Data records:
______________________________
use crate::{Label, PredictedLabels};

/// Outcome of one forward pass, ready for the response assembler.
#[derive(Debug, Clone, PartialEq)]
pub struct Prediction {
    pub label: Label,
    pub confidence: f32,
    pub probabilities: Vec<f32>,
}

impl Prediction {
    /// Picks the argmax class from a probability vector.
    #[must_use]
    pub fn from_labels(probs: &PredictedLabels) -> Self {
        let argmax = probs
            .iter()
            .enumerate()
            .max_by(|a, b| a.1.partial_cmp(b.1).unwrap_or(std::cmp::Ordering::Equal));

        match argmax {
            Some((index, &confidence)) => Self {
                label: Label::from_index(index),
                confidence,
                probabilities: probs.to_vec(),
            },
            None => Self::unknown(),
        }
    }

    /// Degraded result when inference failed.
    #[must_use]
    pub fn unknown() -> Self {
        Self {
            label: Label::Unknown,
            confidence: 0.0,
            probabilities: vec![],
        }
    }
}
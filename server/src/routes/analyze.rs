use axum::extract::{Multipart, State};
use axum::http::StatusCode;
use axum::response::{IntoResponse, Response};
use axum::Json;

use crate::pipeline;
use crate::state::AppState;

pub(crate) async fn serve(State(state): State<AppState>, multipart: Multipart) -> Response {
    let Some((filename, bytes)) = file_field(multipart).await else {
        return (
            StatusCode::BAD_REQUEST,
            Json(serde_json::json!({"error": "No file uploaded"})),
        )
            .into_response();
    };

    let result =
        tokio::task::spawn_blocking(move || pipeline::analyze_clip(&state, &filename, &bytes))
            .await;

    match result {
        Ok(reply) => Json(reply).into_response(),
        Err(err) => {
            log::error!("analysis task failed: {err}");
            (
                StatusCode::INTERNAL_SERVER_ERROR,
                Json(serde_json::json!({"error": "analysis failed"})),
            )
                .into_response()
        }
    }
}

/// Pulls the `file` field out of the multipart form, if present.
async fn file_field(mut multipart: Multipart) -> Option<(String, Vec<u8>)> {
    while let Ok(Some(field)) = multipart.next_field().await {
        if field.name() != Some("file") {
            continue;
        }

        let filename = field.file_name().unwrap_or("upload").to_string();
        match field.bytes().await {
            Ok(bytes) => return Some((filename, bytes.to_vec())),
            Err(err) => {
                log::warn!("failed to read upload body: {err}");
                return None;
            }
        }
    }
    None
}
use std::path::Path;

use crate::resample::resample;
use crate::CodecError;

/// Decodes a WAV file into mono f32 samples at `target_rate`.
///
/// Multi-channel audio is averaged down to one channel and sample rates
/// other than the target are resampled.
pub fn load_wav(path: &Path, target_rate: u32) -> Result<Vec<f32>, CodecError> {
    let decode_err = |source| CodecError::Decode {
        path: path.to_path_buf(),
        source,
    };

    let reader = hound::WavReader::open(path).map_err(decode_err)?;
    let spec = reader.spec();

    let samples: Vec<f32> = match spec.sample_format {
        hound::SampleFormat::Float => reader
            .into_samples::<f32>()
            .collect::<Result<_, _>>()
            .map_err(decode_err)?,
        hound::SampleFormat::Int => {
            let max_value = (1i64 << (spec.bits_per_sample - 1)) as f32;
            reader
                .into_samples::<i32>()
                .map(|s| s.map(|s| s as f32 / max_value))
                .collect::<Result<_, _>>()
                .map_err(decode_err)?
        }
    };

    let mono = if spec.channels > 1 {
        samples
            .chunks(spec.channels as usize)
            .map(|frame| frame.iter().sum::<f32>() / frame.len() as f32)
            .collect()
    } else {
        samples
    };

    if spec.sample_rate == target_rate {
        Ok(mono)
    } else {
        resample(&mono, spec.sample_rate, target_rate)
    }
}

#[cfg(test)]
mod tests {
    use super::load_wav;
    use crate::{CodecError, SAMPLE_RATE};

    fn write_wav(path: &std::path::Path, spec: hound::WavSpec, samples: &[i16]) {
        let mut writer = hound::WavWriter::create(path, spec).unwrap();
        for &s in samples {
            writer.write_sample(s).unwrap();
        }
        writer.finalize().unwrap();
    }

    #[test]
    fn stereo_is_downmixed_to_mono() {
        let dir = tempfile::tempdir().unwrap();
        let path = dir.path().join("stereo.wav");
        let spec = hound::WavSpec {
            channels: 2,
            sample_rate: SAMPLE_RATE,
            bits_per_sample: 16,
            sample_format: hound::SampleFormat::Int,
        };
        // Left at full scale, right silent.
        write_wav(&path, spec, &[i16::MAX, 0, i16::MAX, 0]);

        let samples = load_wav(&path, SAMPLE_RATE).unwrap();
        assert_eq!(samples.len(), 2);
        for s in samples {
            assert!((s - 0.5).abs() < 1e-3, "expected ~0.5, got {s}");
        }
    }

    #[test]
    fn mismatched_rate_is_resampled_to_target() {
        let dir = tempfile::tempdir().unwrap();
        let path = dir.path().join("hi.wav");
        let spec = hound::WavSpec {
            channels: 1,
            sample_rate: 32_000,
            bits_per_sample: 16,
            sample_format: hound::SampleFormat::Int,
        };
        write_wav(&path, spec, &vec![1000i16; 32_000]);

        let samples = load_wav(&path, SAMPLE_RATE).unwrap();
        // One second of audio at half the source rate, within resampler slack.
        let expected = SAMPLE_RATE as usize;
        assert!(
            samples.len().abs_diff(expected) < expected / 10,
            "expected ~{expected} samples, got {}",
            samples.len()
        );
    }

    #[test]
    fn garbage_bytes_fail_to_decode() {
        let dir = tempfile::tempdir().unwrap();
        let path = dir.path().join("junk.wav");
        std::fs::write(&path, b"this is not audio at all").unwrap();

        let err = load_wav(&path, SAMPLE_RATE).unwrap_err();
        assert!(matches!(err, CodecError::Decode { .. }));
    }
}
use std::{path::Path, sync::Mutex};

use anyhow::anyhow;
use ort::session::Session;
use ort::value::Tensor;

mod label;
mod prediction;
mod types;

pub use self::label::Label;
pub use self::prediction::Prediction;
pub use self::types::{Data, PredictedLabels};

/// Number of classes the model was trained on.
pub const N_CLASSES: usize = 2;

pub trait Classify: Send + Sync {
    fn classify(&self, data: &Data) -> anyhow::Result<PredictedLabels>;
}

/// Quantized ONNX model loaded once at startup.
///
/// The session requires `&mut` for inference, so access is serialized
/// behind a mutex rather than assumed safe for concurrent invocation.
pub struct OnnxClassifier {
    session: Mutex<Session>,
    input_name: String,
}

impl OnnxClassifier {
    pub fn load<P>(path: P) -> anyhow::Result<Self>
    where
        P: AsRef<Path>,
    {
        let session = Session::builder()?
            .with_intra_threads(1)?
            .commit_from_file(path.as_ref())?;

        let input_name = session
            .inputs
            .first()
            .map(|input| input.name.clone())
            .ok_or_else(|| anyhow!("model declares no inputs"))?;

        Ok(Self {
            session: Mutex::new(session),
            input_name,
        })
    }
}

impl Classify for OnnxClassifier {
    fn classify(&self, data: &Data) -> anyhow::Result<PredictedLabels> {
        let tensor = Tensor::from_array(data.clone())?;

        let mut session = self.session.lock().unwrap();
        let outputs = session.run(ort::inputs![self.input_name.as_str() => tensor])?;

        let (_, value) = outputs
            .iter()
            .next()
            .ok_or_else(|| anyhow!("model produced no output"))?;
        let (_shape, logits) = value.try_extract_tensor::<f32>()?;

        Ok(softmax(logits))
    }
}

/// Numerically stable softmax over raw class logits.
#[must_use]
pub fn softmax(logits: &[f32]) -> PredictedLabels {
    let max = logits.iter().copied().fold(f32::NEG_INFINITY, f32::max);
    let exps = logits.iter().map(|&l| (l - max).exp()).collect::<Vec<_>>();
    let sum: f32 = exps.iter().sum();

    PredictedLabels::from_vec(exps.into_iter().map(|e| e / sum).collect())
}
______________________________
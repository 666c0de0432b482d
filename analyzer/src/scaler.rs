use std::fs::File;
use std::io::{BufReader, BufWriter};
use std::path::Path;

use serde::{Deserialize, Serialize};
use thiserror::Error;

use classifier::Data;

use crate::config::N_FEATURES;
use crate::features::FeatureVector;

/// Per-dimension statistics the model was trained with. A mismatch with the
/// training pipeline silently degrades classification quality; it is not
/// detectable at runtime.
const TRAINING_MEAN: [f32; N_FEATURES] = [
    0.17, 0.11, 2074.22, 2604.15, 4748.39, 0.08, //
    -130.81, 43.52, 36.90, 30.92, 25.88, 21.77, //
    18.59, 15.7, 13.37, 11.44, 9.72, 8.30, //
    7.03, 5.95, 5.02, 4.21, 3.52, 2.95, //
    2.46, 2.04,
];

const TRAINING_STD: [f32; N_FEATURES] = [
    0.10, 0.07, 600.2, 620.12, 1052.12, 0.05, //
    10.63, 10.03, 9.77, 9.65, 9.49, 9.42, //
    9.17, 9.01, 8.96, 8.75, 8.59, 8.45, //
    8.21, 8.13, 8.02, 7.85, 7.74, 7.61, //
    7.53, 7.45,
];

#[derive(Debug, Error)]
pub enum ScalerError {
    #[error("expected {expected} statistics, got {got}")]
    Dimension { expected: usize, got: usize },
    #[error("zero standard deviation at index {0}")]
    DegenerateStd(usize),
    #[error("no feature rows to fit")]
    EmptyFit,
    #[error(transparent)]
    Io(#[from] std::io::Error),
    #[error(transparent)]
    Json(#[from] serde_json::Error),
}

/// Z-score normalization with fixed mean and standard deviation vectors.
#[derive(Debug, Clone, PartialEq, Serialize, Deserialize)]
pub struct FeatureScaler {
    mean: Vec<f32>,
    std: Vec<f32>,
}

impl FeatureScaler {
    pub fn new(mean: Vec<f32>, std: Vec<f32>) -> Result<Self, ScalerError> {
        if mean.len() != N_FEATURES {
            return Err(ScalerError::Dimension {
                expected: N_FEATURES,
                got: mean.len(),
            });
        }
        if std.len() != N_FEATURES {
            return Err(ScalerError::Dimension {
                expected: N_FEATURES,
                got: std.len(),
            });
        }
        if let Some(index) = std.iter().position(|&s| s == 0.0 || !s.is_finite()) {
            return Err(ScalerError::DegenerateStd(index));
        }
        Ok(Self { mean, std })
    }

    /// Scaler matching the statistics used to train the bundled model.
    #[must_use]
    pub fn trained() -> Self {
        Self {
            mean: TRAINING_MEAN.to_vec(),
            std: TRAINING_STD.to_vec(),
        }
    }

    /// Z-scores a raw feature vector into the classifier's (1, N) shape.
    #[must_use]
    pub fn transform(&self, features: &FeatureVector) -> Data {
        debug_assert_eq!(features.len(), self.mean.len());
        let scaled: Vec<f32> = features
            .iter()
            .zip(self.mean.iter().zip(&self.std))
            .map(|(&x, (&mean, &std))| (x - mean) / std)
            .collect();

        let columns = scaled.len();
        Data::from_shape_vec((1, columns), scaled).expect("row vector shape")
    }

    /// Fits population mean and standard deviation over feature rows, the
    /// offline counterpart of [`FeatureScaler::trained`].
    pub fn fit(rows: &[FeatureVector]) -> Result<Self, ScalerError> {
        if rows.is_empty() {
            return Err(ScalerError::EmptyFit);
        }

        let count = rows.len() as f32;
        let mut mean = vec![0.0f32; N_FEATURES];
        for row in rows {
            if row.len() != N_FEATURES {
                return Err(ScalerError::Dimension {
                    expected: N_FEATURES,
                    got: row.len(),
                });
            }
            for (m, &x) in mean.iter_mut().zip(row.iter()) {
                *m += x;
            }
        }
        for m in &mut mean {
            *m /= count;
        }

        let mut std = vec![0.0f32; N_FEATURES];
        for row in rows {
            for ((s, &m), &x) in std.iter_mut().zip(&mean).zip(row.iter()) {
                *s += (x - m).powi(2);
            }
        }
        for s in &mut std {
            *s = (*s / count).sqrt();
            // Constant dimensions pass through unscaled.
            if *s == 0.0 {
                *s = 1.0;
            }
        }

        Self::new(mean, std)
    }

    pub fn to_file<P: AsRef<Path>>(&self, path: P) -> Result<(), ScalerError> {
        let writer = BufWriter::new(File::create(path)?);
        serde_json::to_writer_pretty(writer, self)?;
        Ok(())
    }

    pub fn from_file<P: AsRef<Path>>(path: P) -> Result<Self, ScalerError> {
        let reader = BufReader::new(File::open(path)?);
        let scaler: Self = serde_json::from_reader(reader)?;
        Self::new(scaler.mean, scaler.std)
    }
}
______________________________
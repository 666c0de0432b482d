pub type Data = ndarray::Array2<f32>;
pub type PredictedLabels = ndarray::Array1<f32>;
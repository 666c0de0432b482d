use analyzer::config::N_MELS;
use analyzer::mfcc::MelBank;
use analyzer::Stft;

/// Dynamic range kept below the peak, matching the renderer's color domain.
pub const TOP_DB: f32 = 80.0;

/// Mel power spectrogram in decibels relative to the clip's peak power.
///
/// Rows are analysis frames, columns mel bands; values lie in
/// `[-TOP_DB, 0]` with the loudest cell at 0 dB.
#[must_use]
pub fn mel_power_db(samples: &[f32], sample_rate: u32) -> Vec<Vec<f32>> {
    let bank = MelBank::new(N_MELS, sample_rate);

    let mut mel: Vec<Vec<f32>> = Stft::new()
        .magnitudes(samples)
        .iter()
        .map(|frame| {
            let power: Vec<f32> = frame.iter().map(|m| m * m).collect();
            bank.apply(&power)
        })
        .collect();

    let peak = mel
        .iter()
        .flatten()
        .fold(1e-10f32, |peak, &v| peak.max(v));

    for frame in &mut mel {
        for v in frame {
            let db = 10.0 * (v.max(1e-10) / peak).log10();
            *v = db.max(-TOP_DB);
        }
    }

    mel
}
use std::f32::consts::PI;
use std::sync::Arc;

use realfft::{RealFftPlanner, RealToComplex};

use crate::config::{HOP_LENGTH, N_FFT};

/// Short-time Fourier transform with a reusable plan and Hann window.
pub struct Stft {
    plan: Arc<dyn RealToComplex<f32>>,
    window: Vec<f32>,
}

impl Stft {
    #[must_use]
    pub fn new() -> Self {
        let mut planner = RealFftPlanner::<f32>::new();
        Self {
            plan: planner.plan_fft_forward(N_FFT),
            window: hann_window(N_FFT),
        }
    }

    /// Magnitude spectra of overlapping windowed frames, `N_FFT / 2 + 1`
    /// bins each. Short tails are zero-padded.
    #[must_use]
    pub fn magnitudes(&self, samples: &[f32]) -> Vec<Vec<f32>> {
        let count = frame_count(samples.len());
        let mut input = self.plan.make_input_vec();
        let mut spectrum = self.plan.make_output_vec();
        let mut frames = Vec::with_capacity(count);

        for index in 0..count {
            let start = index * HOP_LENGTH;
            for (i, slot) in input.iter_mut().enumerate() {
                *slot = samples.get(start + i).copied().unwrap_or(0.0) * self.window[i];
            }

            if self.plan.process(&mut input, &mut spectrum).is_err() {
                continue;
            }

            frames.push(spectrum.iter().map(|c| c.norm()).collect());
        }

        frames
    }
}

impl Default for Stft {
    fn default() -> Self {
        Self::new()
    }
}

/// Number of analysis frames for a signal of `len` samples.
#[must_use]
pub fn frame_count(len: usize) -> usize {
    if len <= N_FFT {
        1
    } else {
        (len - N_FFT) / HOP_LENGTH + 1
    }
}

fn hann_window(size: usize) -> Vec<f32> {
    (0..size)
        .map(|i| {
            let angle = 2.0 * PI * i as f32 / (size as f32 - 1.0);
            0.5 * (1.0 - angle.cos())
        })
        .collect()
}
______________________________
▸ Directions for this task: Whenever a line of the records holds the string "StatusCode", pick it out and copy it.

▸ Task answer:
use axum::http::StatusCode;
            StatusCode::BAD_REQUEST,
                StatusCode::INTERNAL_SERVER_ERROR,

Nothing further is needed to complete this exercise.